Work task
Output all entries precisely.

Stored data entries
....................

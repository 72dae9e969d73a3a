//! Push-to-pull boundary between event producers and lazy pipelines.
//!
//! A [`Subject`] accepts pushed events (`on_next`, `on_error`,
//! `on_completed`) and hands them to every cursor currently reading from
//! [`Subject::flow`]. Each cursor subscribes when it is opened, gets its own
//! queue and unsubscribes when dropped. Events pushed while nobody is
//! subscribed are not retained.

use crate::config::EngineConfig;
use crate::pipeline::cancel::ExecContext;
use crate::pipeline::error::{PipelineError, PipelineResult};
use crate::pipeline::node::{Cursor, Flow, Operator};
use crate::pipeline::queue::{self, QueueOptions, QueueReader, QueueWriter};
use futures::Stream;
use std::collections::HashMap;
use std::pin::Pin;
use std::sync::{Arc, Mutex, MutexGuard, PoisonError, Weak};
use std::task::{Context, Poll};

/// How a subject ended.
#[derive(Debug, Clone, PartialEq, Eq)]
enum Terminal {
    Completed,
    Failed(String),
}

impl Terminal {
    fn outcome(&self) -> PipelineResult<()> {
        match self {
            Terminal::Completed => Ok(()),
            Terminal::Failed(message) => Err(PipelineError::upstream(anyhow::anyhow!(message.clone()))),
        }
    }
}

struct State<T> {
    next_id: u64,
    subscribers: HashMap<u64, QueueWriter<T>>,
    terminal: Option<Terminal>,
}

struct Shared<T> {
    options: QueueOptions,
    state: Mutex<State<T>>,
}

impl<T> Shared<T> {
    fn lock(&self) -> MutexGuard<'_, State<T>> {
        self.state.lock().unwrap_or_else(PoisonError::into_inner)
    }

    fn unsubscribe(&self, id: u64) {
        if self.lock().subscribers.remove(&id).is_some() {
            tracing::trace!("Subject subscriber {} detached", id);
        }
    }
}

/// Multicast push source.
pub struct Subject<T> {
    shared: Arc<Shared<T>>,
}

impl<T: Clone + Send + 'static> Default for Subject<T> {
    fn default() -> Self {
        Self::new()
    }
}

impl<T: Clone + Send + 'static> Subject<T> {
    /// Subject whose subscribers buffer without limit.
    pub fn new() -> Self {
        Self::build(QueueOptions::unbounded())
    }

    /// Subject with a custom per-subscriber queue, e.g. a bounded lossy one.
    pub fn with_options(options: QueueOptions) -> PipelineResult<Self> {
        options.validate()?;
        Ok(Self::build(options))
    }

    /// Subject using the configured bridge queue options.
    pub fn from_config(config: &EngineConfig) -> PipelineResult<Self> {
        Self::with_options(config.bridge_queue)
    }

    fn build(options: QueueOptions) -> Self {
        Self {
            shared: Arc::new(Shared {
                options,
                state: Mutex::new(State {
                    next_id: 0,
                    subscribers: HashMap::new(),
                    terminal: None,
                }),
            }),
        }
    }

    /// Push one value to every live subscriber. Returns how many accepted it.
    /// Ignored once the subject has ended.
    pub fn on_next(&self, value: T) -> usize {
        let mut state = self.shared.lock();
        if state.terminal.is_some() {
            return 0;
        }
        state.subscribers.retain(|_, writer| !writer.is_closed());
        state
            .subscribers
            .values()
            .filter(|writer| writer.push(value.clone()))
            .count()
    }

    /// End every subscription with an error.
    pub fn on_error(&self, message: impl std::fmt::Display) {
        self.terminate(Terminal::Failed(message.to_string()));
    }

    /// End every subscription successfully.
    pub fn on_completed(&self) {
        self.terminate(Terminal::Completed);
    }

    fn terminate(&self, terminal: Terminal) {
        let mut state = self.shared.lock();
        if state.terminal.is_some() {
            return;
        }
        for (_, writer) in state.subscribers.drain() {
            writer.complete(terminal.outcome());
        }
        tracing::trace!("Subject terminated: {:?}", terminal);
        state.terminal = Some(terminal);
    }

    pub fn subscriber_count(&self) -> usize {
        self.shared.lock().subscribers.len()
    }

    /// Lazy source reading from this subject.
    pub fn flow(&self) -> Flow<T> {
        Flow::new(SubjectSource {
            shared: Arc::downgrade(&self.shared),
        })
    }
}

struct SubjectSource<T> {
    shared: Weak<Shared<T>>,
}

impl<T: Clone + Send + 'static> Operator<T> for SubjectSource<T> {
    fn name(&self) -> &str {
        "Subject"
    }

    fn open(&self, ctx: &ExecContext) -> Cursor<T> {
        let scope = ctx.child();
        let Some(shared) = self.shared.upgrade() else {
            return Cursor::failed(PipelineError::Cancelled, &scope);
        };
        let (writer, reader) = match queue::channel(shared.options) {
            Ok(pair) => pair,
            Err(err) => return Cursor::failed(err, &scope),
        };

        let mut state = shared.lock();
        if let Some(outcome) = state.terminal.as_ref().map(Terminal::outcome) {
            drop(state);
            writer.complete(outcome);
            return Cursor::new(reader, &scope);
        }
        let id = state.next_id;
        state.next_id += 1;
        state.subscribers.insert(id, writer);
        drop(state);
        tracing::trace!("Subject subscriber {} attached", id);

        let subscription = Subscription {
            reader,
            id,
            shared: Arc::downgrade(&shared),
        };
        Cursor::new(subscription, &scope)
    }
}

/// Reader side of one subscription; detaches itself when dropped.
struct Subscription<T> {
    reader: QueueReader<T>,
    id: u64,
    shared: Weak<Shared<T>>,
}

impl<T> Stream for Subscription<T> {
    type Item = PipelineResult<T>;

    fn poll_next(mut self: Pin<&mut Self>, cx: &mut Context<'_>) -> Poll<Option<Self::Item>> {
        Pin::new(&mut self.reader).poll_next(cx)
    }
}

impl<T> Drop for Subscription<T> {
    fn drop(&mut self) {
        if let Some(shared) = self.shared.upgrade() {
            shared.unsubscribe(self.id);
        }
    }
}

#[cfg(test)]
mod tests {
    use super::*;
    use crate::pipeline::queue::Overflow;
    use futures::StreamExt;

    #[tokio::test]
    async fn test_subscribe_on_open_and_receive() {
        let subject = Subject::new();
        let mut cursor = subject.flow().map(|x: i32| x * 2).iter();
        assert_eq!(subject.subscriber_count(), 1);

        assert_eq!(subject.on_next(1), 1);
        assert_eq!(subject.on_next(2), 1);
        subject.on_completed();

        let mut out = Vec::new();
        while let Some(item) = cursor.next().await {
            out.push(item.unwrap());
        }
        assert_eq!(out, vec![2, 4]);
    }

    #[tokio::test]
    async fn test_drop_unsubscribes() {
        let subject = Subject::<u8>::new();
        let cursor = subject.flow().iter();
        assert_eq!(subject.subscriber_count(), 1);
        drop(cursor);
        assert_eq!(subject.subscriber_count(), 0);
        assert_eq!(subject.on_next(1), 0);
    }

    #[tokio::test]
    async fn test_error_and_late_subscriber() {
        let subject = Subject::<u8>::new();
        let mut early = subject.flow().iter();
        subject.on_error("sensor offline");

        let err = early.next().await.unwrap().unwrap_err();
        assert!(err.to_string().contains("sensor offline"));

        let late = subject.flow().to_vec().await.unwrap_err();
        assert!(late.to_string().contains("sensor offline"));
        assert_eq!(subject.on_next(3), 0);
    }

    #[tokio::test]
    async fn test_bounded_subscriber_drops_newest() {
        let options = QueueOptions::bounded(2, Overflow::DropNewest).unwrap();
        let subject = Subject::with_options(options).unwrap();
        let cursor = subject.flow().iter();
        assert_eq!(subject.on_next(1), 1);
        assert_eq!(subject.on_next(2), 1);
        assert_eq!(subject.on_next(3), 0);
        subject.on_completed();
        let out: Vec<u32> = cursor.map(|r| r.unwrap()).collect().await;
        assert_eq!(out, vec![1, 2]);
    }

    #[tokio::test]
    async fn test_dropped_subject_ends_readers() {
        let subject = Subject::<u8>::new();
        let mut cursor = subject.flow().iter();
        drop(subject);
        assert!(cursor.next().await.unwrap().unwrap_err().is_cancelled());
    }
}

....................

Exercise solution
repository 72dae9e969d73a3a
//! Push-to-pull boundary between event producers and lazy pipelines.
//!
//! A [`Subject`] accepts pushed events (`on_next`, `on_error`,
//! `on_completed`) and hands them to every cursor currently reading from
//! [`Subject::flow`]. Each cursor subscribes when it is opened, gets its own
//! queue and unsubscribes when dropped. Events pushed while nobody is
//! subscribed are not retained.

use crate::config::EngineConfig;
use crate::pipeline::cancel::ExecContext;
use crate::pipeline::error::{PipelineError, PipelineResult};
use crate::pipeline::node::{Cursor, Flow, Operator};
use crate::pipeline::queue::{self, QueueOptions, QueueReader, QueueWriter};
use futures::Stream;
use std::collections::HashMap;
use std::pin::Pin;
use std::sync::{Arc, Mutex, MutexGuard, PoisonError, Weak};
use std::task::{Context, Poll};

/// How a subject ended.
#[derive(Debug, Clone, PartialEq, Eq)]
enum Terminal {
    Completed,
    Failed(String),
}

impl Terminal {
    fn outcome(&self) -> PipelineResult<()> {
        match self {
            Terminal::Completed => Ok(()),
            Terminal::Failed(message) => Err(PipelineError::upstream(anyhow::anyhow!(message.clone()))),
        }
    }
}

struct State<T> {
    next_id: u64,
    subscribers: HashMap<u64, QueueWriter<T>>,
    terminal: Option<Terminal>,
}

struct Shared<T> {
    options: QueueOptions,
    state: Mutex<State<T>>,
}

impl<T> Shared<T> {
    fn lock(&self) -> MutexGuard<'_, State<T>> {
        self.state.lock().unwrap_or_else(PoisonError::into_inner)
    }

    fn unsubscribe(&self, id: u64) {
        if self.lock().subscribers.remove(&id).is_some() {
            tracing::trace!("Subject subscriber {} detached", id);
        }
    }
}

/// Multicast push source.
pub struct Subject<T> {
    shared: Arc<Shared<T>>,
}

impl<T: Clone + Send + 'static> Default for Subject<T> {
    fn default() -> Self {
        Self::new()
    }
}

impl<T: Clone + Send + 'static> Subject<T> {
    /// Subject whose subscribers buffer without limit.
    pub fn new() -> Self {
        Self::build(QueueOptions::unbounded())
    }

    /// Subject with a custom per-subscriber queue, e.g. a bounded lossy one.
    pub fn with_options(options: QueueOptions) -> PipelineResult<Self> {
        options.validate()?;
        Ok(Self::build(options))
    }

    /// Subject using the configured bridge queue options.
    pub fn from_config(config: &EngineConfig) -> PipelineResult<Self> {
        Self::with_options(config.bridge_queue)
    }

    fn build(options: QueueOptions) -> Self {
        Self {
            shared: Arc::new(Shared {
                options,
                state: Mutex::new(State {
                    next_id: 0,
                    subscribers: HashMap::new(),
                    terminal: None,
                }),
            }),
        }
    }

    /// Push one value to every live subscriber. Returns how many accepted it.
    /// Ignored once the subject has ended.
    pub fn on_next(&self, value: T) -> usize {
        let mut state = self.shared.lock();
        if state.terminal.is_some() {
            return 0;
        }
        state.subscribers.retain(|_, writer| !writer.is_closed());
        state
            .subscribers
            .values()
            .filter(|writer| writer.push(value.clone()))
            .count()
    }

    /// End every subscription with an error.
    pub fn on_error(&self, message: impl std::fmt::Display) {
        self.terminate(Terminal::Failed(message.to_string()));
    }

    /// End every subscription successfully.
    pub fn on_completed(&self) {
        self.terminate(Terminal::Completed);
    }

    fn terminate(&self, terminal: Terminal) {
        let mut state = self.shared.lock();
        if state.terminal.is_some() {
            return;
        }
        for (_, writer) in state.subscribers.drain() {
            writer.complete(terminal.outcome());
        }
        tracing::trace!("Subject terminated: {:?}", terminal);
        state.terminal = Some(terminal);
    }

    pub fn subscriber_count(&self) -> usize {
        self.shared.lock().subscribers.len()
    }

    /// Lazy source reading from this subject.
    pub fn flow(&self) -> Flow<T> {
        Flow::new(SubjectSource {
            shared: Arc::downgrade(&self.shared),
        })
    }
}

struct SubjectSource<T> {
    shared: Weak<Shared<T>>,
}

impl<T: Clone + Send + 'static> Operator<T> for SubjectSource<T> {
    fn name(&self) -> &str {
        "Subject"
    }

    fn open(&self, ctx: &ExecContext) -> Cursor<T> {
        let scope = ctx.child();
        let Some(shared) = self.shared.upgrade() else {
            return Cursor::failed(PipelineError::Cancelled, &scope);
        };
        let (writer, reader) = match queue::channel(shared.options) {
            Ok(pair) => pair,
            Err(err) => return Cursor::failed(err, &scope),
        };

        let mut state = shared.lock();
        if let Some(outcome) = state.terminal.as_ref().map(Terminal::outcome) {
            drop(state);
            writer.complete(outcome);
            return Cursor::new(reader, &scope);
        }
        let id = state.next_id;
        state.next_id += 1;
        state.subscribers.insert(id, writer);
        drop(state);
        tracing::trace!("Subject subscriber {} attached", id);

        let subscription = Subscription {
            reader,
            id,
            shared: Arc::downgrade(&shared),
        };
        Cursor::new(subscription, &scope)
    }
}

/// Reader side of one subscription; detaches itself when dropped.
struct Subscription<T> {
    reader: QueueReader<T>,
    id: u64,
    shared: Weak<Shared<T>>,
}

impl<T> Stream for Subscription<T> {
    type Item = PipelineResult<T>;

    fn poll_next(mut self: Pin<&mut Self>, cx: &mut Context<'_>) -> Poll<Option<Self::Item>> {
        Pin::new(&mut self.reader).poll_next(cx)
    }
}

impl<T> Drop for Subscription<T> {
    fn drop(&mut self) {
        if let Some(shared) = self.shared.upgrade() {
            shared.unsubscribe(self.id);
        }
    }
}

#[cfg(test)]
mod tests {
    use super::*;
    use crate::pipeline::queue::Overflow;
    use futures::StreamExt;

    #[tokio::test]
    async fn test_subscribe_on_open_and_receive() {
        let subject = Subject::new();
        let mut cursor = subject.flow().map(|x: i32| x * 2).iter();
        assert_eq!(subject.subscriber_count(), 1);

        assert_eq!(subject.on_next(1), 1);
        assert_eq!(subject.on_next(2), 1);
        subject.on_completed();

        let mut out = Vec::new();
        while let Some(item) = cursor.next().await {
            out.push(item.unwrap());
        }
        assert_eq!(out, vec![2, 4]);
    }

    #[tokio::test]
    async fn test_drop_unsubscribes() {
        let subject = Subject::<u8>::new();
        let cursor = subject.flow().iter();
        assert_eq!(subject.subscriber_count(), 1);
        drop(cursor);
        assert_eq!(subject.subscriber_count(), 0);
        assert_eq!(subject.on_next(1), 0);
    }

    #[tokio::test]
    async fn test_error_and_late_subscriber() {
        let subject = Subject::<u8>::new();
        let mut early = subject.flow().iter();
        subject.on_error("sensor offline");

        let err = early.next().await.unwrap().unwrap_err();
        assert!(err.to_string().contains("sensor offline"));

        let late = subject.flow().to_vec().await.unwrap_err();
        assert!(late.to_string().contains("sensor offline"));
        assert_eq!(subject.on_next(3), 0);
    }

    #[tokio::test]
    async fn test_bounded_subscriber_drops_newest() {
        let options = QueueOptions::bounded(2, Overflow::DropNewest).unwrap();
        let subject = Subject::with_options(options).unwrap();
        let cursor = subject.flow().iter();
        assert_eq!(subject.on_next(1), 1);
        assert_eq!(subject.on_next(2), 1);
        assert_eq!(subject.on_next(3), 0);
        subject.on_completed();
        let out: Vec<u32> = cursor.map(|r| r.unwrap()).collect().await;
        assert_eq!(out, vec![1, 2]);
    }

    #[tokio::test]
    async fn test_dropped_subject_ends_readers() {
        let subject = Subject::<u8>::new();
        let mut cursor = subject.flow().iter();
        drop(subject);
        assert!(cursor.next().await.unwrap().unwrap_err().is_cancelled());
    }
}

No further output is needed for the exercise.